Every entry below should be printed again exactly as it reads.

[Saved entries]
#####
//! Core deterministic primitives.
//!
//! Nothing in this module reads a wall clock or unseeded randomness;
//! a play-through driven by the same inputs and seed is reproducible.

pub mod geometry;
pub mod rng;
pub mod timer;
pub mod hash;

// Re-export core types
pub use geometry::{Point, Rect};
pub use rng::{DeterministicRng, RandomSource};
pub use timer::{Millis, TimerId, TimerQueue};
pub use hash::{StateHash, StateHasher, compute_state_hash};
#####
• [OUTPUT FOR THIS EXERCISE]
//! Core deterministic primitives.
//!
//! Nothing in this module reads a wall clock or unseeded randomness;
//! a play-through driven by the same inputs and seed is reproducible.

pub mod geometry;
pub mod rng;
pub mod timer;
pub mod hash;

// Re-export core types
pub use geometry::{Point, Rect};
pub use rng::{DeterministicRng, RandomSource};
pub use timer::{Millis, TimerId, TimerQueue};
pub use hash::{StateHash, StateHasher, compute_state_hash};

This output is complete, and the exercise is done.